Exercise goal -
Go through the entries below and copy each line containing the word "super".

[Records from a data source]
━━━━━━━━━━━━━━━━━━━━

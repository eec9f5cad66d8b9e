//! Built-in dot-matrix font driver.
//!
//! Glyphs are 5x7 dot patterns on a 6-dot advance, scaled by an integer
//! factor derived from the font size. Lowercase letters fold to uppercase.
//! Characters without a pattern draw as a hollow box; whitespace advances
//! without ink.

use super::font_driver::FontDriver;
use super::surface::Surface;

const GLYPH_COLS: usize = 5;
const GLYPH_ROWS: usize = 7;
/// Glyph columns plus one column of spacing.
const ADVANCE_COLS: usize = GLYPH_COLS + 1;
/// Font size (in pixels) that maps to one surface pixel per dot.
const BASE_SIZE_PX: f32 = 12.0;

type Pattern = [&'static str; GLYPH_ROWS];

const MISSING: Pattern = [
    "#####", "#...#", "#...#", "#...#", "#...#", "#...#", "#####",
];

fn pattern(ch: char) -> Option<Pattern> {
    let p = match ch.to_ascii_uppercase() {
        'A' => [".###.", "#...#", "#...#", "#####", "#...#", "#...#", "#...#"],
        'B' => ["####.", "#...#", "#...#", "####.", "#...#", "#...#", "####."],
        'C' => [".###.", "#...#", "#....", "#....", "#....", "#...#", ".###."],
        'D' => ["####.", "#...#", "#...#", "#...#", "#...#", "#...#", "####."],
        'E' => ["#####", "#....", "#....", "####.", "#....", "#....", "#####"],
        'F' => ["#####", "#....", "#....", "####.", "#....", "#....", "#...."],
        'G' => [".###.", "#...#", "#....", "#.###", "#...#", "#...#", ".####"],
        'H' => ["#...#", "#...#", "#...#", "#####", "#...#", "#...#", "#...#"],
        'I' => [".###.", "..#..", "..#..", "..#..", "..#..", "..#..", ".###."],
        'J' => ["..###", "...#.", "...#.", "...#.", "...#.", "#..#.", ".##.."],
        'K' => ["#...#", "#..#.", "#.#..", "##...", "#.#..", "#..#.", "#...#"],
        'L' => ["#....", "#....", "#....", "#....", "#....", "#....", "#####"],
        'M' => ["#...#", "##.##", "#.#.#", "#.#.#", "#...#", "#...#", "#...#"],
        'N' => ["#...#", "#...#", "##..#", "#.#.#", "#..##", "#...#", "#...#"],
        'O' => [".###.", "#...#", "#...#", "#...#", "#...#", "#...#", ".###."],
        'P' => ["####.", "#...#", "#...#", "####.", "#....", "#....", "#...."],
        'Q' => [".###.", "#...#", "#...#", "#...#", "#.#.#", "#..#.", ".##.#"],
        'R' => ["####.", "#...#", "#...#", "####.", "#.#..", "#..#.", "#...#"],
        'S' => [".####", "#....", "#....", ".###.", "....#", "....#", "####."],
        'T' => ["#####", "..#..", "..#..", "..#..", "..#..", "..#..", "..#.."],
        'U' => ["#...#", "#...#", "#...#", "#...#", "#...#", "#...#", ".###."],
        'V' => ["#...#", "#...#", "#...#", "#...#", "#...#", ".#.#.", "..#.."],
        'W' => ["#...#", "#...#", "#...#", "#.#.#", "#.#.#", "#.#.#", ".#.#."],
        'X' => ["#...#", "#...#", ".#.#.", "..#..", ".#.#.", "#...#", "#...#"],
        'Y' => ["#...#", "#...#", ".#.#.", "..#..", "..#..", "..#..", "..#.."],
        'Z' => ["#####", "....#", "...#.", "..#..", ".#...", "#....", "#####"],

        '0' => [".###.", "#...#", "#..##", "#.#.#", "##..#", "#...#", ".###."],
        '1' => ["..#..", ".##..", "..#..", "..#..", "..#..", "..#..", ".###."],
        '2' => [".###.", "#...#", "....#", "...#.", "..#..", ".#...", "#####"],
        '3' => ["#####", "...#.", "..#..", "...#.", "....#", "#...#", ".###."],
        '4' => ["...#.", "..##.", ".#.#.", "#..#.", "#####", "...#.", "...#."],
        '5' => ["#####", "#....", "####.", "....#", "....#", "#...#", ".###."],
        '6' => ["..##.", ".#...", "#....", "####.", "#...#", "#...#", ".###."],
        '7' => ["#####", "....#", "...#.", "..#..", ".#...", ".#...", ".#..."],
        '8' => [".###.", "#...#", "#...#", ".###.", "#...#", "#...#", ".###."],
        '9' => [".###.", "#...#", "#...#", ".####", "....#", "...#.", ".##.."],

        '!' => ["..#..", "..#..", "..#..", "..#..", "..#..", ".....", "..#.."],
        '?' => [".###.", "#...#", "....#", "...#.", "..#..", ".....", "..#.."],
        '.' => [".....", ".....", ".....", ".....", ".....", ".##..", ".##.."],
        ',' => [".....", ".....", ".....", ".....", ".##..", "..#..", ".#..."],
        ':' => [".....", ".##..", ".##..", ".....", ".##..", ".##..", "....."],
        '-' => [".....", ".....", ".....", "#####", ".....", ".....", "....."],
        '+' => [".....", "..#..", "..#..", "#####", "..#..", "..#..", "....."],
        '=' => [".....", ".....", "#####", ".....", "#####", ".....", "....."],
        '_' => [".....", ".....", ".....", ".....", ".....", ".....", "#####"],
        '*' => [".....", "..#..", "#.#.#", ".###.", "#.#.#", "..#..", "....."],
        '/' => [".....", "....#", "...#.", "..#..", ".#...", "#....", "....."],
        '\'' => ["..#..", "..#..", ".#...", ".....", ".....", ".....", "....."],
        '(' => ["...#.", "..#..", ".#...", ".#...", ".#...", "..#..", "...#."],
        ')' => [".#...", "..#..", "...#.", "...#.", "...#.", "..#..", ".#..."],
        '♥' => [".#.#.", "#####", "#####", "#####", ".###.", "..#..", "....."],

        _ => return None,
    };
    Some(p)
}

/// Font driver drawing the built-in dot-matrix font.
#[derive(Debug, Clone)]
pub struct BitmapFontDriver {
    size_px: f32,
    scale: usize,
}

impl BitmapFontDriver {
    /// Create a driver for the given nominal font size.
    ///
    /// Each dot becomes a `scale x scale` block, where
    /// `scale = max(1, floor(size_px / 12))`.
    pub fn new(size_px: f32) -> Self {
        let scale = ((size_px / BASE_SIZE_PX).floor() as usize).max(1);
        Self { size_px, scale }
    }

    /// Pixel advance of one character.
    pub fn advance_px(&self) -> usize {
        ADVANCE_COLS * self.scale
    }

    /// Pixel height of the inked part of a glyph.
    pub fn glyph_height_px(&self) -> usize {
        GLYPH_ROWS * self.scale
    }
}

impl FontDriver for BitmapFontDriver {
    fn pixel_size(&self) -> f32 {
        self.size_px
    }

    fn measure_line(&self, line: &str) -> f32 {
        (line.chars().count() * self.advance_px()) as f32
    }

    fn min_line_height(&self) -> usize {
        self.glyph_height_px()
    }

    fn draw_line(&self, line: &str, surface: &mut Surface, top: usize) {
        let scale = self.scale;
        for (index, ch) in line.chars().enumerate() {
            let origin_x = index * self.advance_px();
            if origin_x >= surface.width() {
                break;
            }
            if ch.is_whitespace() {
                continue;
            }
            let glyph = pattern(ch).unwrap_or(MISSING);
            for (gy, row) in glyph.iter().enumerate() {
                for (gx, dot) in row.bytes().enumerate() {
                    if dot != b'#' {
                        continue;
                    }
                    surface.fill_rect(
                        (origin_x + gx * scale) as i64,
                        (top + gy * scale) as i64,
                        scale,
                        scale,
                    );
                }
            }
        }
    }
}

━━━━━━━━━━━━━━━━━━━━

Exercise result -
use super::font_driver::FontDriver;
use super::surface::Surface;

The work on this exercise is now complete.